Zoeken op website

Installatie en configuratie van pfSense 2.4.4 Firewall-router


Het internet is tegenwoordig een enge plek. Bijna dagelijks doet zich een nieuwe zero day, inbreuk op de beveiliging of ransomware voor, waardoor veel mensen zich afvragen of het mogelijk is om hun systemen te beveiligen.
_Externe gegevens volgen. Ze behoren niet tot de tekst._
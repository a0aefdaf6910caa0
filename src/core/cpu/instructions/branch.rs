// SPDX-License-Identifier: Apache-2.0
// Copyright 2025 itsakeyfut
//
// Licensed under the Apache License, Version 2.0 (the "License");
// you may not use this file except in compliance with the License.
// You may obtain a copy of the License at
//
//     http://www.apache.org/licenses/LICENSE-2.0
//
// Unless required by applicable law or agreed to in writing, software
// distributed under the License is distributed on an "AS IS" BASIS,
// WITHOUT WARRANTIES OR CONDITIONS OF ANY KIND, either express or implied.
// See the License for the specific language governing permissions and
// limitations under the License.

use super::super::CPU;
use super::sign_extend;

impl CPU {
    // === Branch Instructions ===
    //
    // Branch targets are relative to the delay slot:
    // target = next_pc + (sign_extend(offset) << 2)

    /// Arm a branch to `next_pc + (sign_extend(offset) << 2)`
    pub(in crate::core::cpu) fn branch(&mut self, offset: u16) {
        let target = self.next_pc.wrapping_add(sign_extend(offset) << 2);
        self.branch_to(target);
    }

    /// BEQ: Branch on Equal
    ///
    /// Format: beq rs, rt, offset
    pub(crate) fn op_beq(&mut self, rs: u8, rt: u8, offset: u16) {
        if self.reg(rs) == self.reg(rt) {
            self.branch(offset);
        }
    }

    /// BNE: Branch on Not Equal
    pub(crate) fn op_bne(&mut self, rs: u8, rt: u8, offset: u16) {
        if self.reg(rs) != self.reg(rt) {
            self.branch(offset);
        }
    }

    /// BLEZ: Branch on Less Than or Equal to Zero (signed)
    pub(crate) fn op_blez(&mut self, rs: u8, offset: u16) {
        if (self.reg(rs) as i32) <= 0 {
            self.branch(offset);
        }
    }

    /// BGTZ: Branch on Greater Than Zero (signed)
    pub(crate) fn op_bgtz(&mut self, rs: u8, offset: u16) {
        if (self.reg(rs) as i32) > 0 {
            self.branch(offset);
        }
    }

    /// BLTZ / BLTZAL: Branch on Less Than Zero
    ///
    /// The linking form writes the return address (the instruction after
    /// the delay slot) to r31 only when the branch is taken.
    pub(crate) fn op_bltz(&mut self, rs: u8, offset: u16, link: bool) {
        if (self.reg(rs) as i32) < 0 {
            if link {
                self.set_reg(31, self.next_pc.wrapping_add(4));
            }
            self.branch(offset);
        }
    }

    /// BGEZ / BGEZAL: Branch on Greater Than or Equal to Zero
    pub(crate) fn op_bgez(&mut self, rs: u8, offset: u16, link: bool) {
        if (self.reg(rs) as i32) >= 0 {
            if link {
                self.set_reg(31, self.next_pc.wrapping_add(4));
            }
            self.branch(offset);
        }
    }
}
Veel organisaties besteden honderdduizenden, zo niet miljoenen dollars aan het installeren van de nieuwste en beste beveiligingsoplossingen om hun infrastructuur en gegevens te beschermen. Thuisgebruikers hebben echter een financieel nadeel. Zelfs honderd dollar investeren in een speciale firewall valt vaak buiten het bereik van de meeste thuisnetwerken.

Gelukkig zijn er specifieke projecten in de open source-gemeenschap die grote vooruitgang boeken op het gebied van beveiligingsoplossingen voor thuisgebruikers. Projecten als IPfire, Snort, Squid en pfSense bieden allemaal beveiliging op bedrijfsniveau tegen grondstoffenprijzen!

PfSense is een op FreeBSD gebaseerde open source firewall-oplossing. De distributie is gratis te installeren op de eigen apparatuur of het bedrijf achter pfSense, NetGate, verkoopt vooraf geconfigureerde firewall-apparaten.

De benodigde hardware voor pfSense is zeer minimaal en doorgaans kan een oudere thuistoren eenvoudig worden omgebouwd tot een speciale pfSense Firewall. Voor degenen die een beter systeem willen bouwen of kopen om meer van de geavanceerde functies van pfSense uit te voeren, zijn er enkele voorgestelde hardwareminima:

Hardwareminima

  • 500 MHz-CPU
  • 1 GB RAM
  • 4 GB opslagruimte
  • 2 netwerkinterfacekaarten

Aanbevolen hardware

  • 1GHz CPU
  • 1 GB RAM
  • 4 GB opslagruimte
  • 2 of meer PCI-e-netwerkinterfacekaarten.

Hardware-suggesties voor serieuze thuisgebruikers (en ondernemingen)

In het geval dat een thuisgebruiker veel van de extra kenmerken en functies van pfSense wil inschakelen, zoals Snort, Anti-Virus scannen, DNS-blacklisting, filteren van webinhoud, enz., de aanbevolen hardware wordt iets ingewikkelder.

Ter ondersteuning van de extra softwarepakketten op de pfSense firewall wordt aanbevolen de volgende hardware aan pfSense te leveren:

  • Moderne multi-core CPU met een snelheid van minimaal 2,0 GHz
  • 4 GB+ RAM
  • 10 GB+ HD-ruimte
  • 2 of meer Intel PCI-e netwerkinterfacekaarten

Installatie van pfSense 2.4.4

In deze sectie zullen we de installatie van pfSense 2.4.4 zien (laatste versie op het moment dat dit artikel werd geschreven).

De laboratoriumopstelling

pfSense is vaak frustrerend voor gebruikers die nieuw zijn met firewalls. Het standaardgedrag van veel firewalls is om alles, goed of slecht, te blokkeren. Dit is geweldig vanuit een beveiligingsoogpunt, maar niet vanuit een bruikbaarheidsoogpunt. Voordat u met de installatie begint, is het belangrijk om het einddoel te conceptualiseren voordat u met de configuraties begint.

PfSense downloaden

Ongeacht welke hardware wordt gekozen, het installeren van pfSense op de hardware is een eenvoudig proces, maar vereist wel dat de gebruiker goed let op welke netwerkinterfacepoorten voor welk doel worden gebruikt (LAN, WAN, draadloos, enz.).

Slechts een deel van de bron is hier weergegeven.